# Items listed in a dataset
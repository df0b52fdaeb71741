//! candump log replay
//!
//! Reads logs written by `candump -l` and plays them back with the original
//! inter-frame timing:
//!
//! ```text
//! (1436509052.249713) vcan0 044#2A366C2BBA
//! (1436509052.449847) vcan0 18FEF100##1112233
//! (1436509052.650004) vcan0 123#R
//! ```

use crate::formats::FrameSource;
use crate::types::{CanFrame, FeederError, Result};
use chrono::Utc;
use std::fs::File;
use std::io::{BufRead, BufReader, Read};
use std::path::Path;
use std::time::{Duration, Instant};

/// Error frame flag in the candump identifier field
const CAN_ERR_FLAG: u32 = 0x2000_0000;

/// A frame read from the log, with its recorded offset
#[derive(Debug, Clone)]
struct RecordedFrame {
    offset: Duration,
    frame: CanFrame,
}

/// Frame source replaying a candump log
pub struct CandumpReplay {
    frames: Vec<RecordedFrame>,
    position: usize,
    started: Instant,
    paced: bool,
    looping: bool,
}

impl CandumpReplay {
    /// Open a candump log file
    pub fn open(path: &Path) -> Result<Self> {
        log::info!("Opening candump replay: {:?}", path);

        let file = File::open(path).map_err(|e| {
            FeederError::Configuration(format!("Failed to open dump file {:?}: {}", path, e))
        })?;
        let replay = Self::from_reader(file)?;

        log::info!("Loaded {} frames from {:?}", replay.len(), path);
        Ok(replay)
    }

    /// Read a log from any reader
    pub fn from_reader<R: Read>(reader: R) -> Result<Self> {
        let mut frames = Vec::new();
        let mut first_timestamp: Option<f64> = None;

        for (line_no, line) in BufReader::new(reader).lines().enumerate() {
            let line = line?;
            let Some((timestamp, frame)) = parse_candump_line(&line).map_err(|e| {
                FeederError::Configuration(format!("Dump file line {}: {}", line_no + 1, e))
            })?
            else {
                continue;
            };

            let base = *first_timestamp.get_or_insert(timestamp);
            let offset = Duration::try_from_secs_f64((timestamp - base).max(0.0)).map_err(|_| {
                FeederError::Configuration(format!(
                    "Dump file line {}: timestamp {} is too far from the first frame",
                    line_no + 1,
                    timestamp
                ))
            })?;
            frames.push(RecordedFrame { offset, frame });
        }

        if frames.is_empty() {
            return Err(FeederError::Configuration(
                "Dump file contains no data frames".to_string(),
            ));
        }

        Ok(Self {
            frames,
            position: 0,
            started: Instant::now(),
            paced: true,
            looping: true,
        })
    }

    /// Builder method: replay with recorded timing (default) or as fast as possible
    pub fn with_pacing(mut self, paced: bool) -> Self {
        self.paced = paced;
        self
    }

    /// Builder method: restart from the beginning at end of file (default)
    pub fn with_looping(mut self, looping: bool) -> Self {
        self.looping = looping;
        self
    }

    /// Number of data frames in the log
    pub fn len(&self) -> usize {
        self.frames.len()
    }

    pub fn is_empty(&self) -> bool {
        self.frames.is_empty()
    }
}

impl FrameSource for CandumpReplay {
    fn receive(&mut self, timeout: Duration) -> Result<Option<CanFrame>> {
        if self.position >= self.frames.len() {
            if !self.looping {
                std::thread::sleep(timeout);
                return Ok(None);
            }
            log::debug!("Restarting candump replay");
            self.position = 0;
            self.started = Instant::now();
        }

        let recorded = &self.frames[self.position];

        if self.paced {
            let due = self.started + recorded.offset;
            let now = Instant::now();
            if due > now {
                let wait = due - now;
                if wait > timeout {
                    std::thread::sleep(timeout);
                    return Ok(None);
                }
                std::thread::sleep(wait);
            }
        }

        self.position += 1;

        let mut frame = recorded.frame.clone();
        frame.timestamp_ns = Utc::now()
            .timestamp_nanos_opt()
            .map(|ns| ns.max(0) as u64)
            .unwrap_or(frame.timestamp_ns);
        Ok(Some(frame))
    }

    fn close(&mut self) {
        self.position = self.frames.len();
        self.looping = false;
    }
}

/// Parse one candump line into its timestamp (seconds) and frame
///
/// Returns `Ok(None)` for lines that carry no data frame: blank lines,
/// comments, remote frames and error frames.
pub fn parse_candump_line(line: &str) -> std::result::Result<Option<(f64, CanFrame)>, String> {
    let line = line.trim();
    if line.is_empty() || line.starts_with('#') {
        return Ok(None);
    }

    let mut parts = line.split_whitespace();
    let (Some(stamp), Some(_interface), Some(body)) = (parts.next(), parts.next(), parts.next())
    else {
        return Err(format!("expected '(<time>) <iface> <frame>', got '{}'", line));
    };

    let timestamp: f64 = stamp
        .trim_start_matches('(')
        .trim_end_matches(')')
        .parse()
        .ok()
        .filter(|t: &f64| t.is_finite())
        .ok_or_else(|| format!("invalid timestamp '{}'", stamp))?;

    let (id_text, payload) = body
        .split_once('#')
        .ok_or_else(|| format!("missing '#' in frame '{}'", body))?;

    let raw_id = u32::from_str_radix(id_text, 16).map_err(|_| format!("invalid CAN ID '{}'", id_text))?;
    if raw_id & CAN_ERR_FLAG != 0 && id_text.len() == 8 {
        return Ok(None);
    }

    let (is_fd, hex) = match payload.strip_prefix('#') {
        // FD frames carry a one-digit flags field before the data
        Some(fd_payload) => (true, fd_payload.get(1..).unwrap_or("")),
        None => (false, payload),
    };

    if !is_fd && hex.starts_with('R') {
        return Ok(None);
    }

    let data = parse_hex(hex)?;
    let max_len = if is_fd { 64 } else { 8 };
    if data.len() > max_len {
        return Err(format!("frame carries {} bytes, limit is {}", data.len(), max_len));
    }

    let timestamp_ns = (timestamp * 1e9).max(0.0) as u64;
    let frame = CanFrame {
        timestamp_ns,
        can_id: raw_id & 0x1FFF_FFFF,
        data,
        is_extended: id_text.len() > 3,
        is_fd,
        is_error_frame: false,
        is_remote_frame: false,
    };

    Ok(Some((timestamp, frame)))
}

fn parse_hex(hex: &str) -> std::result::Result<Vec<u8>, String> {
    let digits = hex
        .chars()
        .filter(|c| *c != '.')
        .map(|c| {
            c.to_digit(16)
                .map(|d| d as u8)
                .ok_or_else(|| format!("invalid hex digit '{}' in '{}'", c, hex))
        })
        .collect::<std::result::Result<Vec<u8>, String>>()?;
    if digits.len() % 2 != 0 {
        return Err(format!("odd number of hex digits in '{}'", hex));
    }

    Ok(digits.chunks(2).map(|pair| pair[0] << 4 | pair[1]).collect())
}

...

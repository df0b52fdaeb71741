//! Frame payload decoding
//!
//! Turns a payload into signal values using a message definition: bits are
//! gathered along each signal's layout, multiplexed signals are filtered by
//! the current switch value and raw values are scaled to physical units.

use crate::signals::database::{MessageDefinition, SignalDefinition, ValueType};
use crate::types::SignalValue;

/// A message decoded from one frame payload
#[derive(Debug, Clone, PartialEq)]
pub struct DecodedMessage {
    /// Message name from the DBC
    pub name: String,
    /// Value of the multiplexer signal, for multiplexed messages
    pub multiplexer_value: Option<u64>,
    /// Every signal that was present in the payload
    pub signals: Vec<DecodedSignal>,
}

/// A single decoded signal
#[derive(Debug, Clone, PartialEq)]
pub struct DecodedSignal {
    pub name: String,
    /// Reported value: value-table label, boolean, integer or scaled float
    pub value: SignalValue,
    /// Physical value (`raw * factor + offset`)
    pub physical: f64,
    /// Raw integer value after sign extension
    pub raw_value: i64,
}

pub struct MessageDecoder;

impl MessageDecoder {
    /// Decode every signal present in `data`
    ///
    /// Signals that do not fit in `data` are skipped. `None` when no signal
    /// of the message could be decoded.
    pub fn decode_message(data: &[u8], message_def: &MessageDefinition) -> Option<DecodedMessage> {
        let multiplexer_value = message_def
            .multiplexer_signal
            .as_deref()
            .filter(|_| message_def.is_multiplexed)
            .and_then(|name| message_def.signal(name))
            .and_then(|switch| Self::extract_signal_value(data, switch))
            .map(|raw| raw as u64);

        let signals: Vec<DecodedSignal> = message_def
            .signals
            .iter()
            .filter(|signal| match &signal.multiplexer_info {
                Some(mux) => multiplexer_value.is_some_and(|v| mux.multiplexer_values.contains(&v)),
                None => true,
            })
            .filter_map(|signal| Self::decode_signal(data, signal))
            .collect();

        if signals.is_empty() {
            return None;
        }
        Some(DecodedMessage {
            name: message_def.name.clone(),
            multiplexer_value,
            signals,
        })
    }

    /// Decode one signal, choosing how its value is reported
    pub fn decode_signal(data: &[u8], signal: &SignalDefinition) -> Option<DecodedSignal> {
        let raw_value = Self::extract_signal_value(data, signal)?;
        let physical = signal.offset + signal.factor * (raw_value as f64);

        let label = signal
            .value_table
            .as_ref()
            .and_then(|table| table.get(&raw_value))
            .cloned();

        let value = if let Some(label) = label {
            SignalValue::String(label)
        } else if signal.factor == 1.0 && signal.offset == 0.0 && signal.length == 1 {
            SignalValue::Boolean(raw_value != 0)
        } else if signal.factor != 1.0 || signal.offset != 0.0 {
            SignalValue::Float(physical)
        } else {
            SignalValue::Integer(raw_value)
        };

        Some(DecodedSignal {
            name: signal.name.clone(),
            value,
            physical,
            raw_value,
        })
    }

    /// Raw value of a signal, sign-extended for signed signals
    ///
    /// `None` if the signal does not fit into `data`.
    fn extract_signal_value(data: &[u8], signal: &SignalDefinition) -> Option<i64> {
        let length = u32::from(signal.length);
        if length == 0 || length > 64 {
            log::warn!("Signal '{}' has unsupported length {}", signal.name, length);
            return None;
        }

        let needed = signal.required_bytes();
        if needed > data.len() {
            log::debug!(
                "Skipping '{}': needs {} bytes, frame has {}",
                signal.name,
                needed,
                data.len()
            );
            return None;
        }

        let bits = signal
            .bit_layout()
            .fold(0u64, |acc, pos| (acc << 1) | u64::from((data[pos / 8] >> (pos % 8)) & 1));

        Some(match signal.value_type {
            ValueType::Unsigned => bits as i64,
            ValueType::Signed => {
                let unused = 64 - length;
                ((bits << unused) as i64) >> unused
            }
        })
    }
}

# WHAT YOU SHOULD DO
Please copy the lines above from the line with "const CAN_ERR_FLAG: u32 = 0x2000_0000;" up to and including the line with "let line = line?;", exactly as written and with nothing else.

# TASK RESPONSE
const CAN_ERR_FLAG: u32 = 0x2000_0000;

/// A frame read from the log, with its recorded offset
#[derive(Debug, Clone)]
struct RecordedFrame {
    offset: Duration,
    frame: CanFrame,
}

/// Frame source replaying a candump log
pub struct CandumpReplay {
    frames: Vec<RecordedFrame>,
    position: usize,
    started: Instant,
    paced: bool,
    looping: bool,
}

impl CandumpReplay {
    /// Open a candump log file
    pub fn open(path: &Path) -> Result<Self> {
        log::info!("Opening candump replay: {:?}", path);

        let file = File::open(path).map_err(|e| {
            FeederError::Configuration(format!("Failed to open dump file {:?}: {}", path, e))
        })?;
        let replay = Self::from_reader(file)?;

        log::info!("Loaded {} frames from {:?}", replay.len(), path);
        Ok(replay)
    }

    /// Read a log from any reader
    pub fn from_reader<R: Read>(reader: R) -> Result<Self> {
        let mut frames = Vec::new();
        let mut first_timestamp: Option<f64> = None;

        for (line_no, line) in BufReader::new(reader).lines().enumerate() {
            let line = line?;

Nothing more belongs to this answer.